■ **What you should do**:
With the first line as the start and the line containing "let mut merged = Merge::default();" as the end, write out every line of the records exactly.
════════════════
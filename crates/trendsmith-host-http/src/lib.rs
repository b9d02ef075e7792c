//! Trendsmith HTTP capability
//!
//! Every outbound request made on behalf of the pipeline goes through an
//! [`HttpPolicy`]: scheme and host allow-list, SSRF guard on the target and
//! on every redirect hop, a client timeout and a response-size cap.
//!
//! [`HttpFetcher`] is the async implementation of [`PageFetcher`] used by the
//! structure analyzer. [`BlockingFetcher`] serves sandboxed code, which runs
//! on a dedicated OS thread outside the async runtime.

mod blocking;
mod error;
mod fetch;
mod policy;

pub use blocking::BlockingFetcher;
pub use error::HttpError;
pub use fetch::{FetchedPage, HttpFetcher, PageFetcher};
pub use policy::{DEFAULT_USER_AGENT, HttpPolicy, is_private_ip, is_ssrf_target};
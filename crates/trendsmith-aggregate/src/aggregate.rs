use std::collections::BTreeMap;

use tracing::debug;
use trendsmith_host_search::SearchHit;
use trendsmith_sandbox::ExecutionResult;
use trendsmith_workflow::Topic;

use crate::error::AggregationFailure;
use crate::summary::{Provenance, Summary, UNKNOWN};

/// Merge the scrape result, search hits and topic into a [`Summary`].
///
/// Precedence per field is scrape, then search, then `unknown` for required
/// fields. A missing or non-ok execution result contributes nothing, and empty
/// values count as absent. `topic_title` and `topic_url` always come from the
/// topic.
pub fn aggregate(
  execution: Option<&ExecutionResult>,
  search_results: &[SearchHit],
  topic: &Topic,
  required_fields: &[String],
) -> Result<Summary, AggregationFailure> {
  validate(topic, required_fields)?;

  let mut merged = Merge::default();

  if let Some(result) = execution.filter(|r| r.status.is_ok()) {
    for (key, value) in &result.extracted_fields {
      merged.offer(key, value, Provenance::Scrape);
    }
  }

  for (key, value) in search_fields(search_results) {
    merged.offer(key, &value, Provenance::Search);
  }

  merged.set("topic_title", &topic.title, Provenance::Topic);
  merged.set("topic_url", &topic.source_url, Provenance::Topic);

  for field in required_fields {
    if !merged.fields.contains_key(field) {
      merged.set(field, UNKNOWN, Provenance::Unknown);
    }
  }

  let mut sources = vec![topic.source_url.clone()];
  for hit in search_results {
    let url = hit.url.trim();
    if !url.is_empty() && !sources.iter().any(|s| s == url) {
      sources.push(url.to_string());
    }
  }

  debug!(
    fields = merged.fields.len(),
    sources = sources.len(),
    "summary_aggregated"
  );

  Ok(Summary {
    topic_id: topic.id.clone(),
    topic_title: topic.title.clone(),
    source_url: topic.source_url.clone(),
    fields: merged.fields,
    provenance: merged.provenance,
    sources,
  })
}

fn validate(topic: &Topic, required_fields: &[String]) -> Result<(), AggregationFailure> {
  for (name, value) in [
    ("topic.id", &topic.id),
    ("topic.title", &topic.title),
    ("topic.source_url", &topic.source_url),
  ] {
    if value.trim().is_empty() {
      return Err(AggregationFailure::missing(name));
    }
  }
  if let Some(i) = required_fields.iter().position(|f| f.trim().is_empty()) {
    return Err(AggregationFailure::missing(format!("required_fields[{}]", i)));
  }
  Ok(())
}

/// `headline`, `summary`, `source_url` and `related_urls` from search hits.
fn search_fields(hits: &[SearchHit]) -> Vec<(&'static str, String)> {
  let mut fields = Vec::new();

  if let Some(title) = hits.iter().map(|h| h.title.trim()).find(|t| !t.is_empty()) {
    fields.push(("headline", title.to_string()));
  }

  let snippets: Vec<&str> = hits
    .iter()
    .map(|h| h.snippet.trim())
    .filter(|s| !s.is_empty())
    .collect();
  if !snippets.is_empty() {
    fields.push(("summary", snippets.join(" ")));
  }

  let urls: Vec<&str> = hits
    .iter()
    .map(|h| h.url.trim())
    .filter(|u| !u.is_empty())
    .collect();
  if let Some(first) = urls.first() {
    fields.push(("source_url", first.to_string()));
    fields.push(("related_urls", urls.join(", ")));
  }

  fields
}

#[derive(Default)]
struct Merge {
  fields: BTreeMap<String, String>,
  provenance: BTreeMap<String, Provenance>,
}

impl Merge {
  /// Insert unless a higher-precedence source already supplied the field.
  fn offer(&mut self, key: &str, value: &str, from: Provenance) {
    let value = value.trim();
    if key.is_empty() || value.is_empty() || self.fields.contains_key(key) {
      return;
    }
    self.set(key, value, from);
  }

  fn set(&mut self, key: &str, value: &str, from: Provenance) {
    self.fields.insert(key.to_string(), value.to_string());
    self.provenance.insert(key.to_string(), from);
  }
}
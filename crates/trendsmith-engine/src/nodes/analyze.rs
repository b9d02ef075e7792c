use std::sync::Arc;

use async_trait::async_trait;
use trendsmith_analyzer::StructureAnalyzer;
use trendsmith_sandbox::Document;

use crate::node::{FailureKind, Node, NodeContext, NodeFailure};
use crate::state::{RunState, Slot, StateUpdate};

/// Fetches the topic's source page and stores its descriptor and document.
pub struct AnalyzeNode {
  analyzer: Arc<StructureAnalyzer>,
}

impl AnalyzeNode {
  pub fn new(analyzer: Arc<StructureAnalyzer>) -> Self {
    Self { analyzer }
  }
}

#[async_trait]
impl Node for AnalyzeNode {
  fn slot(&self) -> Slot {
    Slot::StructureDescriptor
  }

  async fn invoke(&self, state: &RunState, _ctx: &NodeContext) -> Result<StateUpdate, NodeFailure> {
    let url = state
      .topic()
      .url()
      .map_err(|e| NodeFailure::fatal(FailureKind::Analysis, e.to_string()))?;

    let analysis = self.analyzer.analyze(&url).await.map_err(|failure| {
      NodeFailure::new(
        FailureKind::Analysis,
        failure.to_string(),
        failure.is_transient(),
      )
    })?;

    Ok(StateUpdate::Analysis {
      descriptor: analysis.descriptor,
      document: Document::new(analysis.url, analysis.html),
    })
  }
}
════════════════
■ **Result of the exercise**:
filename crates/trendsmith-host-http/src/lib.rs
repository b9d02ef075e7792c
//! Trendsmith HTTP capability
//!
//! Every outbound request made on behalf of the pipeline goes through an
//! [`HttpPolicy`]: scheme and host allow-list, SSRF guard on the target and
//! on every redirect hop, a client timeout and a response-size cap.
//!
//! [`HttpFetcher`] is the async implementation of [`PageFetcher`] used by the
//! structure analyzer. [`BlockingFetcher`] serves sandboxed code, which runs
//! on a dedicated OS thread outside the async runtime.

mod blocking;
mod error;
mod fetch;
mod policy;

pub use blocking::BlockingFetcher;
pub use error::HttpError;
pub use fetch::{FetchedPage, HttpFetcher, PageFetcher};
pub use policy::{DEFAULT_USER_AGENT, HttpPolicy, is_private_ip, is_ssrf_target};
filename crates/trendsmith-aggregate/src/aggregate.rs
use std::collections::BTreeMap;

use tracing::debug;
use trendsmith_host_search::SearchHit;
use trendsmith_sandbox::ExecutionResult;
use trendsmith_workflow::Topic;

use crate::error::AggregationFailure;
use crate::summary::{Provenance, Summary, UNKNOWN};

/// Merge the scrape result, search hits and topic into a [`Summary`].
///
/// Precedence per field is scrape, then search, then `unknown` for required
/// fields. A missing or non-ok execution result contributes nothing, and empty
/// values count as absent. `topic_title` and `topic_url` always come from the
/// topic.
pub fn aggregate(
  execution: Option<&ExecutionResult>,
  search_results: &[SearchHit],
  topic: &Topic,
  required_fields: &[String],
) -> Result<Summary, AggregationFailure> {
  validate(topic, required_fields)?;

  let mut merged = Merge::default();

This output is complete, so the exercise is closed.